The elasticity of Y with respect to X is the ratio of the percentage change in Y to the percentage change in X.

Elasticity of Y with respect to X =
Percent change in Y / Percent change in X

The most common use of elasticity in economics is price elasticity of demand or elasticity of demand with respect to price.

### 3. Price elasticity of demand

The price elasticity of demand is the elasticity of demand ( Y ) with respect to price (X ).

This notion allows us to analyse the responsiveness of the consumer demand for some product or service to changes in the price of that product or service.

If the price changes how will this effect the quantity sold ?

For example, If the price of a book were to increase from 100 $to 120$, this would effect the quantity sold to dropp from 50 to 45 per day.

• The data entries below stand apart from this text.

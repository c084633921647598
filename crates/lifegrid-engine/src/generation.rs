//! One whole-grid generation step into a caller-supplied buffer.

use lifegrid_types::Grid;

use crate::error::EngineError;
use crate::rule::next_cell_state;

/// Compute the next generation of `current` into `next`.
///
/// Every cell of `next` is overwritten; its previous contents are
/// irrelevant. No allocation takes place, which makes this the inner
/// step of the buffer-swap loops in [`advance`](crate::advance) and
/// [`terminal`](crate::terminal).
///
/// # Errors
///
/// Returns [`EngineError::ShapeMismatch`] without touching `next` when
/// the two grids differ in dimensions.
pub fn compute_generation(current: &Grid, next: &mut Grid) -> Result<(), EngineError> {
    if !current.same_shape(next) {
        return Err(EngineError::ShapeMismatch {
            expected: current.dimensions(),
            found: next.dimensions(),
        });
    }
    write_generation(current, next);
    Ok(())
}

/// [`compute_generation`] for buffers already known to share a shape.
pub(crate) fn write_generation(current: &Grid, next: &mut Grid) {
    next.fill_with(|row, col| next_cell_state(current, row, col));
}

#[cfg(test)]
#[allow(clippy::unwrap_used)]
mod tests {
    use super::*;

    #[test]
    fn blinker_into_zeroed_buffer() {
        let current = Grid::parse("000\n111\n000").unwrap();
        let mut next = Grid::new(3, 3).unwrap();
        compute_generation(&current, &mut next).unwrap();
        assert_eq!(next, Grid::parse("010\n010\n010").unwrap());
    }

    #[test]
    fn stale_buffer_contents_are_overwritten() {
        let current = Grid::parse("000\n111\n000").unwrap();
        let mut next = Grid::parse("111\n111\n111").unwrap();
        compute_generation(&current, &mut next).unwrap();
        assert_eq!(next, Grid::parse("010\n010\n010").unwrap());
    }

    #[test]
    fn current_is_left_untouched() {
        let current = Grid::parse("0110\n1001\n0110").unwrap();
        let before = current.clone();
        let mut next = Grid::new(3, 4).unwrap();
        compute_generation(&current, &mut next).unwrap();
        assert_eq!(current, before);
    }

    #[test]
    fn mismatched_buffer_is_rejected() {
        let current = Grid::parse("000\n111\n000").unwrap();
        let mut next = Grid::parse("11\n11").unwrap();
        let err = compute_generation(&current, &mut next);
        assert_eq!(
            err,
            Err(EngineError::ShapeMismatch {
                expected: (3, 3),
                found: (2, 2),
            })
        );
        // Rejected buffers keep their contents.
        assert_eq!(next.live_count(), 4);
    }

    #[test]
    fn transposed_buffer_is_rejected() {
        let current = Grid::new(2, 3).unwrap();
        let mut next = Grid::new(3, 2).unwrap();
        assert!(compute_generation(&current, &mut next).is_err());
    }
}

The elasticity of demand with respect to the price is E = ((45 - 50)/50)/((120 - 100))/100 = (- 0.1)/(0.2) = - 0.5

If the relationship between demand and price is given by a function Q = f(P) , we can utilize the derivative of the demand function to calculate the price elasticity of demand.

If the change in price passes from P to P + ΔP, and the corresponding change in demand (quantity) from Q to Q + ΔQ, , the corresponding percent changes in price is ΔP/P and corresponding percent changes in demand is ΔQ/Q. So the price elasticity of demand is:

E = (ΔQ/Q)/(ΔP/P) = (P/Q) . (ΔQ/ΔP)

E = (P/Q) . (ΔQ/ΔP)

The factor ΔQ/ΔP represents the average rate of change of demand Q with respect to price P. If we assume the change in price is small, we can replace the average rate of change with the instantaneous rate of change, dD/dP .

E = (P/Q) . (dQ/dP) = (P/Q) Q'(P)

If E < - 1 , then demand is elastic and a percent increase in price yields a larger percent decrease in demand.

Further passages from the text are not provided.